What's important to recognize now is that China's development strategy adapts as the years pass. As one area heats up - or at least enjoys development that is deemed to be sufficient - the government turns the spotlight to a new area. And it has the luxury of having lots of land and citizens eagerly waiting to enjoy the benefits of Western investment.
"People have been talking about the bubble in China - that it's going to crash and burn," Wong says. "What's the next after China? The answer is western China."
The western reaches of the country have not shared in the explosive growth of recent years, says Ghadar, with the bulk of the country's growth taking place in the eastern regions near the coastline. "If China is growing in aggregate 10 percent, the coastal region may be growing 20 to 30 percent a year," he says. Not surprising, then, "the Chinese now have a policy of encouraging manufacturing to go inland. If you want to be in China, that's where they're encouraging you to go."
There are some very strong reasons to check out locations farther from the established, modern cities near the coast. "I just came back from Xian and they claim to have the lowest high-tech wages and lowest office space rental per square meter," says Wong. Some locations to the west are said to enjoy labor and business costs that are half what they are in Shanghai.

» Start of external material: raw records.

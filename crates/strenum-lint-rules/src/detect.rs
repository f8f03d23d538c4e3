//! Detection of string-backed enumeration classes.

use crate::classify::ENUM_MODULE;
use crate::syntax::BaseRef;

/// Short name of the string-backed enumeration base type.
pub const STR_ENUM_TYPE: &str = "StrEnum";

/// Decides whether a class with the given base references is a
/// string-backed enumeration.
///
/// Matches a bare `StrEnum` or a qualified `enum.StrEnum` anywhere in the
/// base list; additional unrelated bases do not suppress detection.
/// Aliased imports are not resolved, and inheritance through intermediate
/// classes defined elsewhere is not followed: matching is purely on the
/// syntactically visible names.
#[must_use]
pub fn is_string_backed_enum(bases: &[BaseRef]) -> bool {
    bases.iter().any(|base| match base {
        BaseRef::Bare(name) => name == STR_ENUM_TYPE,
        BaseRef::Qualified(prefix, name) => prefix == ENUM_MODULE && name == STR_ENUM_TYPE,
    })
}

#[cfg(test)]
mod tests {
    use super::*;

    fn bare(name: &str) -> BaseRef {
        BaseRef::Bare(name.to_owned())
    }

    fn qualified(prefix: &str, name: &str) -> BaseRef {
        BaseRef::Qualified(prefix.to_owned(), name.to_owned())
    }

    #[test]
    fn bare_str_enum_matches() {
        assert!(is_string_backed_enum(&[bare("StrEnum")]));
    }

    #[test]
    fn qualified_str_enum_matches() {
        assert!(is_string_backed_enum(&[qualified("enum", "StrEnum")]));
    }

    #[test]
    fn str_enum_anywhere_in_base_list_matches() {
        assert!(is_string_backed_enum(&[
            bare("BaseClass"),
            bare("StrEnum"),
            bare("Mixin"),
        ]));
    }

    #[test]
    fn unrelated_bases_do_not_match() {
        assert!(!is_string_backed_enum(&[bare("Enum")]));
        assert!(!is_string_backed_enum(&[qualified("enum", "Enum")]));
        assert!(!is_string_backed_enum(&[]));
    }

    #[test]
    fn wrong_module_prefix_does_not_match() {
        assert!(!is_string_backed_enum(&[qualified("other", "StrEnum")]));
    }

    #[test]
    fn aliased_name_is_not_resolved() {
        // `from enum import StrEnum as S; class C(S)` stays undetected.
        assert!(!is_string_backed_enum(&[bare("S")]));
    }
}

"It's best to be where the central government wants development," says Robert Howard, senior vice president of the California Industrial City Development Corp. His company is creating a massive development in Zhengzhou called California Industrial City.
"The city of Zhengzhou has about seven million people," he says. "Zhengzhou is the provincial capital of the Henan province, the most populous province in the world, with a population that exceeds 100 million people. We're within a six-hour drive of a population that exceeds the United States, 360 million people." That, he says, makes the development a prime place to serve the domestic Chinese market. Also appealing to many North American companies, he says, is the development's Western connection. "It's Western-financed, with Western investors and a Western management team. We will have a staff in China to facilitate all of their needs. We handle all of the paperwork. You have zero contact with the government."
Beyond the locations listed above - Shanghai, Tianjin, Beijing, Xian, Shenzhen, and Zhengzhou - there are plenty of other attractive places in China to locate a Western technology business, these observers say. Zhang, for example, mentions Guangdong province, Qingdao, Zhanjiang, Fujian province, and the west-central China destination of Chongqing, a significant commercial capital.
Wong also cites Chongqing as an area likely to see significant ongoing development, and also expects major development in Hefei, a targeted city in the Anhui province. Other areas of growth include the Hainan province and the Pudong area near Shanghai.